Photo not by Mark Granieri 

After the first match, Diamond State very graciously provided lunch to the Neshanock and their party before the two clubs made the short trip to the Hagley Museum for an 1864 match.  With the bound rule in effect, it was understandably a much lower scoring game, but unfortunately for Flemington more defensive lapses and a lack of offense resulted in a 9-6 Diamond State win which wasn't a close as the score suggests.  Of note on the Neshanock side was a clear score by Dan "Sledge" Hammer who also pitched three scoreless innings aided by an improved defensive effort.  Although the Neshanock didn't play well, nothing should be taken away from the Diamond State Club which played very well in both matches.

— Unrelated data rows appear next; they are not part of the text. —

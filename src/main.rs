//! Blast Arena headless runner
//!
//! Plays one round between autopilot players with the fixed timestep loop
//! and logs what happens. Pass a JSON settings file as the first argument to
//! override the defaults (`RUST_LOG=debug` for per-entity detail).

use std::process::ExitCode;

use glam::Vec2;
use rand::seq::IndexedRandom;
use rand::{Rng, SeedableRng};
use rand_pcg::Pcg32;

use blast_arena::MatchSettings;
use blast_arena::consts::{MAX_SUBSTEPS, SIM_DT};
use blast_arena::sim::{
    Direction, GameEvent, GameState, MatchPhase, PlayerId, PlayerInput, TickInput, Tile, tick,
};

/// Host frame time the runner pretends to render at
const FRAME_DT: f32 = 1.0 / 30.0;
/// Give up after this much simulated time
const MAX_SIM_SECS: f32 = 600.0;

/// Wandering bot: picks a free direction every so often and drops bombs next
/// to bricks
struct Autopilot {
    rng: Pcg32,
    heading: Vec2,
    retarget: f32,
}

impl Autopilot {
    fn new(seed: u64) -> Self {
        Self {
            rng: Pcg32::seed_from_u64(seed),
            heading: Vec2::ZERO,
            retarget: 0.0,
        }
    }

    fn think(&mut self, state: &GameState, id: PlayerId, dt: f32) -> PlayerInput {
        let Some(player) = state.players.get(id) else {
            return PlayerInput::default();
        };
        if !player.can_act() {
            return PlayerInput::default();
        }
        let cell = player.cell();

        self.retarget -= dt;
        let ahead = Direction::from_vector(self.heading).map(|d| cell + d.offset());
        let stuck = ahead.is_none_or(|c| state.grid.tile(c) != Tile::Open);
        if self.retarget <= 0.0 || stuck {
            let free: Vec<Direction> = Direction::ALL
                .into_iter()
                .filter(|d| {
                    let next = cell + d.offset();
                    state.grid.tile(next) == Tile::Open && state.bomb_at(next).is_none()
                })
                .collect();
            self.heading = free
                .choose(&mut self.rng)
                .map_or(Vec2::ZERO, |d| d.offset().as_vec2());
            self.retarget = self.rng.random_range(0.3..1.2);
        }

        let near_brick = Direction::ALL
            .iter()
            .any(|d| state.grid.tile(cell + d.offset()) == Tile::Destructible);
        let place_bomb = near_brick && self.rng.random::<f32>() < 0.02;
        if place_bomb {
            // Force a new heading away from the bomb next step
            self.retarget = 0.0;
        }

        PlayerInput {
            movement: self.heading,
            place_bomb,
        }
    }
}

fn describe(event: &GameEvent) {
    match event {
        GameEvent::PlayerEliminated { player } => {
            log::info!("Player {} was eliminated", player + 1)
        }
        GameEvent::PowerUpCollected { player, kind } => {
            log::info!("Player {} collected {:?}", player + 1, kind)
        }
        GameEvent::RoundOver(result) => log::info!("Round over: {result:?}"),
        other => log::trace!("{other:?}"),
    }
}

fn main() -> ExitCode {
    env_logger::init();
    log::info!("Blast Arena (headless) starting...");

    let settings = match std::env::args().nth(1) {
        Some(path) => match MatchSettings::load(&path) {
            Ok(settings) => settings,
            Err(e) => {
                log::error!("Could not load settings from {path}: {e}");
                return ExitCode::FAILURE;
            }
        },
        None => MatchSettings::default(),
    };

    let mut state = match GameState::new(settings) {
        Ok(state) => state,
        Err(e) => {
            log::error!("Invalid match settings: {e}");
            return ExitCode::FAILURE;
        }
    };
    log::info!("Board (seed {}):\n{}", state.seed, state.grid);

    let mut bots: Vec<Autopilot> = (0..state.players.len())
        .map(|i| Autopilot::new(state.seed.wrapping_add(i as u64 + 1)))
        .collect();

    let mut sink = |event: GameEvent| describe(&event);
    let mut accumulator = 0.0;
    let mut elapsed = 0.0;

    while state.phase() != MatchPhase::Ended {
        if elapsed >= MAX_SIM_SECS {
            log::warn!("Round still running after {MAX_SIM_SECS} s, stopping");
            break;
        }
        accumulator += FRAME_DT;
        elapsed += FRAME_DT;

        let mut substeps = 0;
        while accumulator >= SIM_DT && substeps < MAX_SUBSTEPS {
            let input = TickInput {
                players: bots
                    .iter_mut()
                    .enumerate()
                    .map(|(id, bot)| bot.think(&state, id, SIM_DT))
                    .collect(),
                ..Default::default()
            };
            tick(&mut state, &input, SIM_DT);
            accumulator -= SIM_DT;
            substeps += 1;
        }

        state.dispatch_events(&mut sink);
    }

    log::info!("Final board after {elapsed:.1} s:\n{}", state.grid);
    match state.result() {
        Some(result) => {
            println!("{result:?}");
            ExitCode::SUCCESS
        }
        None => ExitCode::FAILURE,
    }
}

Photo not by Mark Granieri

The two losses left Flemington at 20-17 for the season after five months of play.  September's schedule is a little lighter, but the Neshanock will make three New Jersey appearances; Saturday, September 7th in Belvidere, Sunday, September 22nd in Denville and Saturday, September 28th in Monroe.  After that the Neshanock have only one more scheduled New Jersey match so September is a good opportunity to take in the experience of a 19th century base ball match - more details are available at

Photo not by Mark Granieri

Both of yesterday's matches were intensely played, but with no controversy or ill feeling.  As I wrote last week there was plenty of controversy and ill feeling at the 1866 Sussex County base ball tournament  between the Irvington and Active Clubs.  However, that wasn't the only negativity associated with the event.  Another controversy erupted before the team in question even took the field.  Starting at the end of August, strong opinions were voiced in the local and even national newspapers about the Randolph Base Ball Club of Dover in Morris County, beginning with a long article in the New Jersey Herald and Democrat.

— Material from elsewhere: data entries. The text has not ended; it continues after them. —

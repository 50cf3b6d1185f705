//! Fixed timestep simulation tick
//!
//! Core game loop that advances simulation deterministically.

use glam::Vec2;

use super::round::MatchPhase;
use super::state::GameState;

/// One player's controls for a tick
#[derive(Debug, Clone, Copy, Default, PartialEq)]
pub struct PlayerInput {
    /// Desired direction; normalized by the simulation
    pub movement: Vec2,
    pub place_bomb: bool,
}

/// Input commands for a single tick (deterministic)
#[derive(Debug, Clone, Default, PartialEq)]
pub struct TickInput {
    /// Indexed by player id; missing entries mean no input
    pub players: Vec<PlayerInput>,
    /// Pause toggle
    pub pause: bool,
    /// Start sudden death now (debug/testing)
    pub trigger_sudden_death: bool,
}

/// Advance the game state by one fixed timestep
pub fn tick(state: &mut GameState, input: &TickInput, dt: f32) {
    if input.pause {
        state.toggle_pause();
    }

    // Don't tick if paused or the round is over
    if state.paused || state.phase() == MatchPhase::Ended {
        return;
    }

    state.time_ticks += 1;

    state.update_round(dt);
    if input.trigger_sudden_death {
        state.trigger_sudden_death();
    }

    for (id, player_input) in input.players.iter().enumerate().take(state.players.len()) {
        state.move_player(id, player_input.movement, dt);
        if player_input.place_bomb {
            state.place_bomb(id);
        }
    }

    state.update_rolling(dt);
    state.update_bomb_solidity();
    state.update_fuses(dt);
    state.update_pending_drops(dt);
    state.collect_power_ups();
    state.update_sudden_death(dt);

    state.normalize_order();
}
//! Ask command - one assistant query

use std::time::Duration;

use serde_json::Value;
use tokio::sync::broadcast::error::RecvError;

use super::CommandContext;
use crate::cli::AskArgs;
use crate::error::{Result, SessionError};
use crate::state::StoreEvent;

const CONNECT_TIMEOUT: Duration = Duration::from_secs(30);

/// Run the ask command
pub async fn run_ask(args: &AskArgs, ctx: &CommandContext) -> Result<String> {
    let context: Value = match &args.context {
        Some(raw) => serde_json::from_str(raw)?,
        None => Value::Object(Default::default()),
    };

    let session = ctx.connect(CONNECT_TIMEOUT).await?;
    let mut events = session.subscribe();

    if !session.facade().send_assistant_query(&args.query, context) {
        session.close().await;
        return Err(SessionError::NotConnected);
    }

    let wait = async {
        loop {
            match events.recv().await {
                Ok(StoreEvent::AssistantResponse(turn)) => return Some(turn.content),
                Ok(_) | Err(RecvError::Lagged(_)) => {}
                Err(RecvError::Closed) => return None,
            }
        }
    };
    let response = tokio::time::timeout(Duration::from_secs(args.timeout_secs), wait).await;
    session.close().await;

    match response {
        Ok(Some(content)) => Ok(format!("{}\n", render(&content))),
        Ok(None) => Err(SessionError::NotConnected),
        Err(_) => Err(SessionError::Transport {
            message: format!("no assistant response after {}s", args.timeout_secs),
        }),
    }
}

/// Plain text when the response carries it, pretty JSON otherwise
fn render(content: &Value) -> String {
    match content {
        Value::String(text) => text.clone(),
        Value::Object(map) => match map.get("text").or_else(|| map.get("answer")) {
            Some(Value::String(text)) => text.clone(),
            _ => serde_json::to_string_pretty(content).unwrap_or_default(),
        },
        other => other.to_string(),
    }
}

Photo not by Mark Granieri

In the weekly papers' August 30th edition, an unnamed writer devoted about 900 words of a four page paper to criticize the Raandolph Club which had just visited Sussex County as part of a three county tour.  Apparently writing against the wishes of the Star Club of Newton, the author lambasted the Dover team and its president for a roster which included four players who were members of other clubs, a violation of National Association resolutions.  Playing with a loaded lineup, the Randolphs had defeated the Star Club by a 61-16 count, a beating comparable to what it was handing other clubs.

New Jersey Herald and Democrat -August 30, 1866
A part of the paper's charges against the Randolph Club

Labeling this behavior, "moral fraud," the paper warned the Dover team that their "volunteers or hired substitutes" from other clubs would not be allowed to compete at the upcoming tournament.  While the Herald named only positions, not names, the Jerseyman of Morristown quickly filled the gap by repeating much of the Herald article accompanied by a  box score of the Randolph's 62-46 win over the National Club of Morristown.  Another observer of some of the Dover team's matches took time to write a letter of complaint to the editor of Wilke's Spirit of the Times which appeared the paper's September 15th issue.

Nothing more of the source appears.